2. Descriptive research

- research designed to describe the characteristics

of a phenomenon

- who? what? when? where? how?

Examples:

“What kind of people prefer Big Mac hamburgers?”

“What are the characteristics of students in this class?”

- methods: surveys, analysis of already existing

data

3. Causal research

- research conducted to identify cause-and-effect

relationships among variables

Examples:

“the influence of price and advertising on sales”

“Which of two training programs is more effective?”

- methods: experiments, econometric analyses


Points to discuss:

  • For each situation below, decide whether the research should be exploratory, descriptive, or causal:

    - establishing the functional relationship between

    advertising and sales

    - investigating reactions to the idea of a new method of

    defense budgeting

    - identifying target-market demographics for a shopping

    center

    - estimating stock prices for IBM two years in the future

    - learning how many organizations are actively involved

    in just-in-time production

    - learning the extent of job satisfaction in a company

  • What research design seems appropriate for each of the following studies?

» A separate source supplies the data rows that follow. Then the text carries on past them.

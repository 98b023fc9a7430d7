//! Removal of everything marking did not reach.

use log::debug;

use crate::{
    graph::{CustomAttribute, SymbolDetail, SymbolId, SymbolRef},
    linker::{
        actions::AssemblyAction,
        attributes::{LinkerAttributeKind, DEPENDENCY_ATTRIBUTES},
        descriptor::is_linker_resource,
        LinkContext, Step,
    },
    Result,
};

/// Removes unmarked symbols according to each assembly's action.
///
/// `Link` assemblies lose their unmarked types and members (or vanish entirely when nothing in
/// them was marked), interface implementations and custom attributes that point at removed
/// types, dependency-tracking attributes and embedded linker descriptors. `CopyUsed` and
/// `AddBypassNGenUsed` assemblies are removed when unreached and otherwise become `Copy` and
/// `AddBypassNGen`. Every other action leaves the assembly untouched.
///
/// # Panics
///
/// Panics if marking has not reached a fixpoint; running Sweep before Mark is a pipeline bug.
#[derive(Debug, Default, Clone, Copy)]
pub struct SweepStep;

impl Step for SweepStep {
    fn name(&self) -> &'static str {
        "SweepStep"
    }

    fn process(&mut self, ctx: &mut LinkContext) -> Result<()> {
        assert!(
            ctx.is_marking_complete(),
            "SweepStep requires a completed MarkStep"
        );

        let modules = ctx.graph.modules().to_vec();
        let mut removed = 0usize;
        for module in &modules {
            let assembly = ctx.graph.assembly_of(*module).to_string();
            let marked = ctx.annotations.is_marked(*module);
            match ctx.action_of(*module) {
                AssemblyAction::Link if !marked => {
                    debug!("Removing unused assembly '{assembly}'");
                    ctx.graph.remove(*module);
                }
                AssemblyAction::Link => {
                    removed += sweep_members(ctx, *module);
                }
                AssemblyAction::CopyUsed | AssemblyAction::AddBypassNGenUsed if !marked => {
                    debug!("Removing unused assembly '{assembly}'");
                    ctx.graph.remove(*module);
                }
                AssemblyAction::CopyUsed => ctx.actions.set(&assembly, AssemblyAction::Copy),
                AssemblyAction::AddBypassNGenUsed => {
                    ctx.actions.set(&assembly, AssemblyAction::AddBypassNGen);
                }
                AssemblyAction::Skip
                | AssemblyAction::Copy
                | AssemblyAction::Save
                | AssemblyAction::AddBypassNGen => {}
            }
        }

        for module in modules {
            if ctx.graph.symbol(module).is_removed() || ctx.action_of(module) != AssemblyAction::Link {
                continue;
            }
            clean_references(ctx, module);
            sweep_resources(ctx, module);
        }

        debug!("Swept {removed} unreachable symbols");
        Ok(())
    }
}

/// Removes the unmarked descendants of a kept module; returns how many were removed.
fn sweep_members(ctx: &mut LinkContext, module: SymbolId) -> usize {
    let mut removed = 0;
    for id in ctx.graph.descendants(module) {
        if ctx.graph.symbol(id).is_removed() || ctx.annotations.is_marked(id) {
            continue;
        }
        ctx.graph.remove(id);
        removed += 1;
    }
    removed
}

/// Returns true if `reference` names a symbol that sweeping removed.
fn is_removed(ctx: &LinkContext, reference: &SymbolRef) -> bool {
    ctx.graph
        .find(reference)
        .is_some_and(|id| ctx.graph.symbol(id).is_removed())
}

fn keeps_attribute(ctx: &LinkContext, attribute: &CustomAttribute) -> bool {
    if !ctx.options.keep_dependency_attributes
        && DEPENDENCY_ATTRIBUTES
            .iter()
            .any(|name| attribute.is_type(name))
    {
        return false;
    }
    match ctx.graph.find(&attribute.attribute_type) {
        Some(ty) => {
            !ctx.graph.symbol(ty).is_removed()
                && !ctx.attributes_of(ty).has(LinkerAttributeKind::Removable)
        }
        None => true,
    }
}

/// Drops links from kept symbols to removed ones.
fn clean_references(ctx: &mut LinkContext, module: SymbolId) {
    let kept: Vec<SymbolId> = std::iter::once(module)
        .chain(ctx.graph.descendants(module))
        .filter(|id| !ctx.graph.symbol(*id).is_removed())
        .collect();

    for id in kept {
        let attributes: Vec<CustomAttribute> = ctx
            .graph
            .symbol(id)
            .attributes
            .iter()
            .filter(|attribute| keeps_attribute(ctx, attribute))
            .cloned()
            .collect();

        let detail = match &ctx.graph.symbol(id).detail {
            SymbolDetail::Type(info) => {
                let mut info = info.clone();
                info.interfaces.retain(|interface| !is_removed(ctx, interface));
                Some(SymbolDetail::Type(info))
            }
            SymbolDetail::Method(info) => {
                let mut info = info.clone();
                info.overrides.retain(|base| !is_removed(ctx, base));
                Some(SymbolDetail::Method(info))
            }
            SymbolDetail::Property(info) => {
                let mut info = info.clone();
                info.accessors.retain(|accessor| !ctx.graph.symbol(*accessor).is_removed());
                Some(SymbolDetail::Property(info))
            }
            SymbolDetail::Event(info) => {
                let mut info = info.clone();
                info.accessors.retain(|accessor| !ctx.graph.symbol(*accessor).is_removed());
                Some(SymbolDetail::Event(info))
            }
            SymbolDetail::Module(info) => {
                let mut info = info.clone();
                info.references.retain(|assembly| {
                    ctx.graph
                        .module(assembly)
                        .map_or(true, |referenced| !ctx.graph.symbol(referenced).is_removed())
                });
                Some(SymbolDetail::Module(info))
            }
            SymbolDetail::Field(_) => None,
        };

        let symbol = ctx.graph.symbol_mut(id);
        symbol.attributes = attributes;
        if let Some(detail) = detail {
            symbol.detail = detail;
        }
    }
}

fn sweep_resources(ctx: &mut LinkContext, module: SymbolId) {
    let strip = ctx.options.strip_resources;
    let scheduled = ctx.annotations.resources_to_remove(module).to_vec();
    if let Some(info) = ctx.graph.symbol_mut(module).as_module_mut() {
        info.resources.retain(|resource| {
            !(strip && is_linker_resource(&resource.name)) && !scheduled.contains(&resource.name)
        });
    }
}

#[cfg(test)]
mod tests {
    use super::*;
    use crate::{
        graph::{AttributeArgument, Resource, TypeInfo},
        linker::attributes::DYNAMIC_DEPENDENCY,
        test::TestLink,
    };

    #[test]
    fn removes_unmarked_members() {
        let mut link = TestLink::new();
        let app = link.module("App", AssemblyAction::Link);
        let a = link.ty(app, "TypeA");
        let foo = link.static_method(a, "MethodFoo");
        let b = link.ty(app, "TypeB");
        let bar = link.static_method(b, "MethodBar");
        let c = link.ty(app, "TypeC");
        let c_field = link.field(c, "value");
        link.calls(foo, bar);
        link.root(a);

        link.mark().unwrap();
        link.run(&mut SweepStep).unwrap();
        assert!(!link.removed(foo));
        assert!(!link.removed(bar));
        assert!(link.removed(c));
        assert!(link.removed(c_field));
    }

    #[test]
    fn actions_decide_assembly_fate() {
        let mut link = TestLink::new();
        let app = link.module("App", AssemblyAction::Link);
        let unused = link.module("Unused", AssemblyAction::Link);
        let lib = link.module("Lib", AssemblyAction::CopyUsed);
        let unused_lib = link.module("UnusedLib", AssemblyAction::CopyUsed);
        let skipped = link.module("Skipped", AssemblyAction::Skip);
        let program = link.ty(app, "Program");
        let main = link.static_method(program, "Main");
        let helper = link.ty(lib, "Helper");
        let run = link.static_method(helper, "Run");
        let idle = link.static_method(helper, "Idle");
        link.ty(unused, "Nothing");
        let z = link.ty(skipped, "Z");
        link.calls(main, run);
        link.root_member(main);
        link.ctx
            .graph
            .symbol_mut(app)
            .as_module_mut()
            .unwrap()
            .references = vec!["Lib".into(), "Unused".into(), "UnusedLib".into(), "System.Runtime".into()];

        link.mark().unwrap();
        link.run(&mut SweepStep).unwrap();

        assert!(link.removed(unused));
        assert!(link.removed(unused_lib));
        assert!(!link.removed(idle));
        assert!(!link.removed(z));
        assert_eq!(link.ctx.actions.get("Lib"), AssemblyAction::Copy);
        assert_eq!(
            link.ctx.graph.module_info(app).references,
            vec!["Lib".to_string(), "System.Runtime".to_string()]
        );
    }

    #[test]
    #[should_panic(expected = "requires a completed MarkStep")]
    fn sweep_before_mark_panics() {
        let mut link = TestLink::new();
        link.module("App", AssemblyAction::Link);
        let _ = link.run(&mut SweepStep);
    }

    #[test]
    fn unused_interfaces_and_attributes_are_dropped() {
        let mut link = TestLink::new();
        let app = link.module("App", AssemblyAction::Link);
        let unused_interface = link.ty(app, "IUnused");
        let attribute_type = link.ty(app, "DocAttribute");
        let info = TypeInfo {
            base_type: None,
            interfaces: vec![
                link.reference(unused_interface),
                SymbolRef::new("System.Runtime", "System.IDisposable"),
            ],
        };
        let api = link.ty_with(app, "Api", crate::graph::SymbolFlags::empty(), info);
        link.ctx.graph.symbol_mut(api).attributes = vec![
            CustomAttribute::new(link.reference(attribute_type)),
            CustomAttribute::new(SymbolRef::new("System.Runtime", DYNAMIC_DEPENDENCY))
                .with_argument(AttributeArgument::String("Run".into())),
        ];
        link.root(api);
        link.ctx.options.used_attributes_only = true;

        link.mark().unwrap();
        link.run(&mut SweepStep).unwrap();

        assert!(link.removed(unused_interface));
        assert!(link.removed(attribute_type));
        let symbol = link.ctx.graph.symbol(api);
        assert!(symbol.attributes.is_empty());
        assert_eq!(
            symbol.as_type().unwrap().interfaces,
            vec![SymbolRef::new("System.Runtime", "System.IDisposable")]
        );
    }

    #[test]
    fn linker_resources_are_stripped() {
        let mut link = TestLink::new();
        let app = link.module("App", AssemblyAction::Link);
        let program = link.ty(app, "Program");
        link.root(program);
        link.ctx
            .graph
            .symbol_mut(app)
            .as_module_mut()
            .unwrap()
            .resources = vec![
            Resource {
                name: "ILLink.Descriptors.xml".into(),
                content: "<linker/>".into(),
            },
            Resource {
                name: "Strings.resources".into(),
                content: String::new(),
            },
            Resource {
                name: "Obsolete.txt".into(),
                content: String::new(),
            },
        ];
        link.ctx.annotations.add_resource_to_remove(app, "Obsolete.txt");

        link.mark().unwrap();
        link.run(&mut SweepStep).unwrap();
        let names: Vec<&str> = link
            .ctx
            .graph
            .module_info(app)
            .resources
            .iter()
            .map(|r| r.name.as_str())
            .collect();
        assert_eq!(names, vec!["Strings.resources"]);
    }
}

    - the manufacturer and marketer of flight simulators and

    other pilot-training equipment wish to forecast sales

    volume for the next five years

    - a local chapter of the American Lung Association

    wishes to identify the demographic characteristics of

    individuals who donate more than $500 per year


Points to discuss:

  • What research design seems appropriate for each of the following studies?

    - a corporation wishes to evaluate the quality of its

    college-recruiting program

    - an academic researcher wishes to investigate if the

    United States is losing its competitive edge in world

    trade

    - a food company researcher is interested in knowing

    what types of food are carried in brown-bag lunches

    to learn if the company can capitalize on this

    phenomenon


Citations related to the topic

“I keep six honest serving men,

(they taught me all I knew).

Their names are What, and Why, and When,

and How, and Where, and Who.”

(R. Kipling)

“The formulation of a problem is often more essential than its solution.”